In the past twelve months, we've had six major Category 3 or stronger storms on the NESIS scale, by far the most major snowstorms in a 12-month period in the historical record. Going back to 1956, only one 12-month period had as many as four major snowstorms--during 1960 - 1961. New York City has seen three of its top-ten snowstorms and the two snowiest months in its 142-year history during the past 12 months--February 2010 (36.9") and January 2011 (36.0"). Philadelphia has seen four of its top-ten snowstorm in history the past two winters. The Midwest has not been left out of the action this year, either--the Groundhog's Day blizzard nailed Chicago with its 3rd biggest snowstorm on record. According to the National Climatic Data Center, December 2010 saw the 7th greatest U.S. snow extent for the month in the 45-year record, and January 2011 the 5th most. December 2009 had the greatest snow extent for the month in the 45-year record, January 2010 the 6th most, and February 2010 the 3rd most. Clearly, the snows of the past two winters in the U.S. have been truly extraordinary.


Figure 1. The six major Category 3 Northeast snowstorms of the past twelve months. Image credit: National Climatic Data Center.

A cold January in the U.S.
January 2011 was the coldest January in the contiguous U.S. since 1994, according to the National Climatic Data Center, and ranked as the 37th coldest January in the 117-year record. Despite the heavy snows in the Northeast U.S., January was the 9th driest January since 1895. This was largely due to the fact that the Desert Southwest was very dry, with New Mexico recording its driest January, and Arizona and Nevada their second driest.

A cold and record snowy winter (yet again!) in the U.S. does not prove or disprove the existence of climate change or global warming, as we must instead focus on global temperatures averaged over decades.

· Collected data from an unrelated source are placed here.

use async_trait::async_trait;
use smeshmon_types::{
    EligibilitiesByIdentity, Identity, NetworkInfo, NodeStatus, PoetInfo, ProposalsByIdentity,
    Reward, SmesherEvent, WindowQuery,
};

use crate::Result;

/// Read-only view of a smeshing node's RPC surface
///
/// Every call is independent; callers own retry and pagination.
#[async_trait]
pub trait SmesherApi: Send + Sync {
    async fn network_info(&self) -> Result<NetworkInfo>;

    async fn node_status(&self) -> Result<NodeStatus>;

    async fn poet_info(&self) -> Result<PoetInfo>;

    /// One page of identity state events in `[from, to]`, ordered and capped at `limit`
    async fn smesher_states_chunk(&self, query: &WindowQuery) -> Result<Vec<SmesherEvent>>;

    /// One offset page of rewards for a single identity
    async fn rewards_chunk(&self, identity: &Identity, limit: usize, offset: usize)
        -> Result<Vec<Reward>>;

    async fn proposals(&self) -> Result<ProposalsByIdentity>;

    async fn eligibilities(&self) -> Result<EligibilitiesByIdentity>;
}
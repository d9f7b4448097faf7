use base64::Engine;
use serde::{Deserialize, Deserializer, Serialize, Serializer};
use std::fmt;
use std::str::FromStr;

use crate::error::{Result, SmeshmonError};

/// Length of a smesher public key in bytes
pub const IDENTITY_LEN: usize = 32;

/// Smesher identity: a 32-byte public key, rendered as lowercase hex
#[derive(Debug, Clone, Copy, PartialEq, Eq, Hash, PartialOrd, Ord)]
pub struct Identity([u8; IDENTITY_LEN]);

impl Identity {
    pub const fn from_bytes(bytes: [u8; IDENTITY_LEN]) -> Self {
        Identity(bytes)
    }

    pub fn as_bytes(&self) -> &[u8; IDENTITY_LEN] {
        &self.0
    }

    /// Parse a hex-encoded key, with or without a `0x` prefix
    pub fn from_hex(s: &str) -> Result<Self> {
        let trimmed = s.strip_prefix("0x").unwrap_or(s);
        let bytes = hex::decode(trimmed)
            .map_err(|e| SmeshmonError::InvalidIdentity(format!("{}: {}", s, e)))?;
        Self::from_slice(&bytes)
    }

    /// Parse a base64-encoded key, as the node reports it on the wire
    pub fn from_base64(s: &str) -> Result<Self> {
        let bytes = base64::engine::general_purpose::STANDARD
            .decode(s)
            .map_err(|e| SmeshmonError::InvalidIdentity(format!("{}: {}", s, e)))?;
        Self::from_slice(&bytes)
    }

    fn from_slice(bytes: &[u8]) -> Result<Self> {
        let arr: [u8; IDENTITY_LEN] = bytes.try_into().map_err(|_| {
            SmeshmonError::InvalidIdentity(format!(
                "public key must be {} bytes long, got {}",
                IDENTITY_LEN,
                bytes.len()
            ))
        })?;
        Ok(Identity(arr))
    }

    pub fn to_hex(&self) -> String {
        hex::encode(self.0)
    }

    pub fn to_base64(&self) -> String {
        base64::engine::general_purpose::STANDARD.encode(self.0)
    }

    /// Short label for timeline groups, e.g. `1a2b…9f0e`
    pub fn abbreviated(&self) -> String {
        let full = self.to_hex();
        format!("{}…{}", &full[..4], &full[full.len() - 4..])
    }
}

impl fmt::Display for Identity {
    fn fmt(&self, f: &mut fmt::Formatter<'_>) -> fmt::Result {
        write!(f, "{}", self.to_hex())
    }
}

impl FromStr for Identity {
    type Err = SmeshmonError;

    fn from_str(s: &str) -> Result<Self> {
        Identity::from_hex(s)
    }
}

impl Serialize for Identity {
    fn serialize<S: Serializer>(&self, serializer: S) -> std::result::Result<S::Ok, S::Error> {
        serializer.serialize_str(&self.to_hex())
    }
}

impl<'de> Deserialize<'de> for Identity {
    fn deserialize<D: Deserializer<'de>>(deserializer: D) -> std::result::Result<Self, D::Error> {
        let s = String::deserialize(deserializer)?;
        Identity::from_hex(&s).map_err(serde::de::Error::custom)
    }
}

#[cfg(test)]
mod tests {
    use super::*;

    #[test]
    fn test_hex_and_base64_agree() {
        let id = Identity::from_bytes([7u8; IDENTITY_LEN]);
        assert_eq!(Identity::from_hex(&id.to_hex()).unwrap(), id);
        assert_eq!(Identity::from_base64(&id.to_base64()).unwrap(), id);
        assert_eq!(Identity::from_hex(&format!("0x{}", id.to_hex())).unwrap(), id);
    }

    #[test]
    fn test_rejects_wrong_length() {
        assert!(Identity::from_hex("abcd").is_err());
        assert!(Identity::from_hex("zz").is_err());
        assert!(Identity::from_base64("AAAA").is_err());
    }

    #[test]
    fn test_abbreviated() {
        let mut bytes = [0u8; IDENTITY_LEN];
        bytes[0] = 0x1a;
        bytes[31] = 0x0e;
        let id = Identity::from_bytes(bytes);
        assert_eq!(id.abbreviated(), "1a00…000e");
    }
}
use serde::Serialize;
use tracing::{debug, warn};

use smeshmon_ledger::EventLog;
use smeshmon_types::{
    EligibilitiesByIdentity, EpochId, Identity, Millis, NetworkParameters, PoetParameters,
    ProposalsByIdentity, Reward, Rewards,
};

use crate::item::{Group, ItemKey, TimelineItem};
use crate::messages::MessageBoard;
use crate::projector::{EligibilityBook, Projection, ProjectionContext};
use crate::store::TimelineStore;
use crate::window::LookaheadWindow;

/// A display group and the groups nested in it
#[derive(Debug, Clone, PartialEq, Eq, Serialize)]
pub struct TimelineGroup {
    pub group: Group,
    pub content: String,
    pub class_name: Option<String>,
    pub nested: Vec<Group>,
}

impl TimelineGroup {
    fn new(group: Group, content: &str, class_name: &str) -> Self {
        TimelineGroup {
            group,
            content: content.to_string(),
            class_name: Some(class_name.to_string()),
            nested: Vec::new(),
        }
    }
}

fn own_rewards<'r>(rewards: &'r Rewards, id: &Identity) -> &'r [Reward] {
    rewards.get(id).map(Vec::as_slice).unwrap_or(&[])
}

/// Owns the timeline of one connection and keeps it in step with the
/// event log, the clock and the reward, proposal and eligibility books.
#[derive(Debug, Default)]
pub struct TimelineEngine {
    net: Option<NetworkParameters>,
    poet: Option<PoetParameters>,
    now: Millis,
    store: TimelineStore,
    window: LookaheadWindow,
    messages: MessageBoard,
    book: EligibilityBook,
    identities: Vec<Identity>,
    /// Layer the clock was in when eligible statuses were last settled
    settled_layer: Option<i64>,
}

impl TimelineEngine {
    pub fn new() -> Self {
        Self::default()
    }

    pub fn set_network(&mut self, net: NetworkParameters) {
        self.net = Some(net);
        self.advance_window();
    }

    pub fn set_poet(&mut self, poet: PoetParameters) {
        self.poet = Some(poet);
        self.advance_window();
    }

    pub fn network(&self) -> Option<&NetworkParameters> {
        self.net.as_ref()
    }

    pub fn poet(&self) -> Option<&PoetParameters> {
        self.poet.as_ref()
    }

    /// Move the clock; returns `true` when the lookahead window grew
    pub fn tick(&mut self, now: Millis) -> bool {
        self.now = now;
        self.advance_window()
    }

    fn advance_window(&mut self) -> bool {
        let Some(net) = self.net else {
            return false;
        };
        let current = net.epoch_at(self.now);
        self.window
            .advance(&mut self.store, &net, self.poet.as_ref(), current)
    }

    /// Both parameter sets are needed before events can be placed
    pub fn context(&self) -> Option<ProjectionContext> {
        Some(ProjectionContext {
            net: self.net?,
            poet: self.poet?,
            now: self.now,
        })
    }

    fn projection(&mut self, ctx: ProjectionContext) -> Projection<'_> {
        Projection {
            store: &mut self.store,
            messages: &mut self.messages,
            book: &mut self.book,
            ctx,
        }
    }

    /// Project every unprocessed event of `log` and advance its watermarks.
    ///
    /// Returns the number of events consumed. Events that cannot be placed
    /// are logged and still count as processed.
    pub fn project<L: EventLog + ?Sized>(&mut self, log: &mut L, rewards: &Rewards, now: Millis) -> usize {
        self.tick(now);
        let Some(ctx) = self.context() else {
            debug!("network or PoET parameters unknown, deferring projection");
            return 0;
        };

        let identities = log.identities().to_vec();
        let many = identities.len() > 1;
        self.identities.clone_from(&identities);

        let mut total = 0;
        for id in &identities {
            let group = if many { Group::Smesher(*id) } else { Group::Events };
            let own = own_rewards(rewards, id);

            let consumed = {
                let pending = log.pending(id);
                if pending.is_empty() {
                    continue;
                }
                let mut projection = self.projection(ctx);
                for event in pending {
                    if let Err(err) = projection.apply(event, own, group) {
                        warn!("skipping event {}: {}", event.key(), err);
                    }
                }
                projection.apply_rewards(*id, own);
                pending.len()
            };

            let upto = log.processed(id) + consumed;
            log.mark_processed(id, upto);
            total += consumed;
        }

        let layer_now = ctx.layer_now();
        if self.settled_layer.map_or(true, |layer| layer_now > layer) {
            self.expire_eligibilities(ctx, rewards);
            self.settled_layer = Some(layer_now);
        }
        total
    }

    /// Judge every booked eligibility the clock has moved past
    fn expire_eligibilities(&mut self, ctx: ProjectionContext, rewards: &Rewards) {
        let identities = self.book.identities();
        let mut projection = self.projection(ctx);
        for id in identities {
            projection.expire_eligibilities(id, own_rewards(rewards, &id));
        }
    }

    pub fn apply_rewards(&mut self, rewards: &Rewards) {
        let Some(ctx) = self.context() else { return };
        let mut projection = self.projection(ctx);
        for (id, own) in rewards {
            projection.apply_rewards(*id, own);
        }
        self.expire_eligibilities(ctx, rewards);
    }

    pub fn apply_proposals(&mut self, proposals: &ProposalsByIdentity) {
        let Some(ctx) = self.context() else { return };
        let mut projection = self.projection(ctx);
        for (id, own) in proposals {
            projection.apply_proposals(*id, own);
        }
    }

    pub fn apply_eligibilities(&mut self, eligibilities: &EligibilitiesByIdentity, rewards: &Rewards) {
        let Some(ctx) = self.context() else { return };
        let mut projection = self.projection(ctx);
        for (id, epochs) in eligibilities {
            projection.apply_eligibilities(*id, epochs, own_rewards(rewards, id));
        }
    }

    pub fn current_epoch(&self) -> Option<EpochId> {
        self.net.map(|net| net.epoch_at(self.now))
    }

    pub fn epoch_duration(&self) -> Option<Millis> {
        self.net.map(|net| net.epoch_duration())
    }

    pub fn genesis_time(&self) -> Option<Millis> {
        self.net.map(|net| net.genesis_time)
    }

    pub fn window(&self) -> &LookaheadWindow {
        &self.window
    }

    pub fn store(&self) -> &TimelineStore {
        &self.store
    }

    pub fn get(&self, key: &ItemKey) -> Option<&TimelineItem> {
        self.store.get(key)
    }

    pub fn items(&self) -> Vec<TimelineItem> {
        self.store.values().cloned().collect()
    }

    pub fn take_dirty(&mut self) -> Vec<ItemKey> {
        self.store.take_dirty()
    }

    pub fn revision(&self) -> u64 {
        self.store.revision()
    }

    pub fn messages(&self) -> &MessageBoard {
        &self.messages
    }

    /// Fixed groups, plus one nested group per identity once there are several
    pub fn groups(&self) -> Vec<TimelineGroup> {
        let mut events = TimelineGroup::new(Group::Events, "Events", "events");
        let mut smeshers = Vec::new();
        if self.identities.len() > 1 {
            let mut ids = self.identities.clone();
            ids.sort();
            events.nested = ids.iter().map(|id| Group::Smesher(*id)).collect();
            smeshers = ids
                .iter()
                .map(|id| TimelineGroup {
                    group: Group::Smesher(*id),
                    content: id.abbreviated(),
                    class_name: None,
                    nested: Vec::new(),
                })
                .collect();
        }

        let mut groups = vec![
            TimelineGroup::new(Group::Epochs, "Epochs", "epochs"),
            TimelineGroup::new(Group::Layers, "Eligible Layers", "layers"),
            TimelineGroup::new(Group::LayersOverview, "Eligible Layers", "layers optimized"),
            TimelineGroup::new(Group::Poet, "PoET", "poet"),
            events,
        ];
        groups.extend(smeshers);
        groups
    }
}
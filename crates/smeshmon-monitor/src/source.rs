use chrono::{DateTime, Utc};
use serde::Serialize;
use std::fmt;

/// The independently polled inputs of the monitor
#[derive(Debug, Clone, Copy, PartialEq, Eq, Hash)]
pub enum SourceKind {
    Network,
    NodeStatus,
    Poet,
    Events,
    Rewards,
    Proposals,
    Eligibilities,
}

impl fmt::Display for SourceKind {
    fn fmt(&self, f: &mut fmt::Formatter<'_>) -> fmt::Result {
        let name = match self {
            SourceKind::Network => "network info",
            SourceKind::NodeStatus => "node status",
            SourceKind::Poet => "PoET info",
            SourceKind::Events => "smesher states",
            SourceKind::Rewards => "rewards",
            SourceKind::Proposals => "proposals",
            SourceKind::Eligibilities => "eligibilities",
        };
        f.write_str(name)
    }
}

/// Latest value of one source together with its last error.
///
/// A failed poll records the error but keeps the previous data, so a
/// flapping node never blanks the timeline.
#[derive(Debug, Clone)]
pub struct DataSource<T> {
    data: Option<T>,
    error: Option<String>,
    last_update: Option<DateTime<Utc>>,
}

impl<T> Default for DataSource<T> {
    fn default() -> Self {
        DataSource {
            data: None,
            error: None,
            last_update: None,
        }
    }
}

impl<T> DataSource<T> {
    pub fn new() -> Self {
        Self::default()
    }

    pub fn set_data(&mut self, data: T) {
        self.data = Some(data);
        self.error = None;
        self.last_update = Some(Utc::now());
    }

    pub fn set_error(&mut self, error: impl Into<String>) {
        self.error = Some(error.into());
    }

    pub fn data(&self) -> Option<&T> {
        self.data.as_ref()
    }

    pub fn error(&self) -> Option<&str> {
        self.error.as_deref()
    }

    pub fn is_loaded(&self) -> bool {
        self.data.is_some()
    }

    pub fn last_update(&self) -> Option<DateTime<Utc>> {
        self.last_update
    }

    pub fn status(&self) -> SourceStatus {
        SourceStatus {
            loaded: self.is_loaded(),
            error: self.error.clone(),
            last_update: self.last_update,
        }
    }
}

/// Serializable summary of a [`DataSource`]
#[derive(Debug, Clone, PartialEq, Eq, Serialize)]
pub struct SourceStatus {
    pub loaded: bool,
    pub error: Option<String>,
    pub last_update: Option<DateTime<Utc>>,
}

Globally, January 2011 was the 11th warmest since 1880, but tied for the second coolest January of the past decade, according to NASA. NOAA has not yet released their stats for January. The cool-down in global temperatures since November 2010, which was the warmest November in the historical record, is largely due to the temporary cooling effect of the strong La Niña event occurring in the Eastern Pacific. This event has cooled a large portion of the surface waters in the Pacific, leading to a cooler global temperature.

Some posts of interest I've done on snow and climate change over the past year:

Hot Arctic-Cold Continents Pattern is back (December 2010)
The future of intense winter storms (March 2010)
Heavy snowfall in a warming world (February 2010)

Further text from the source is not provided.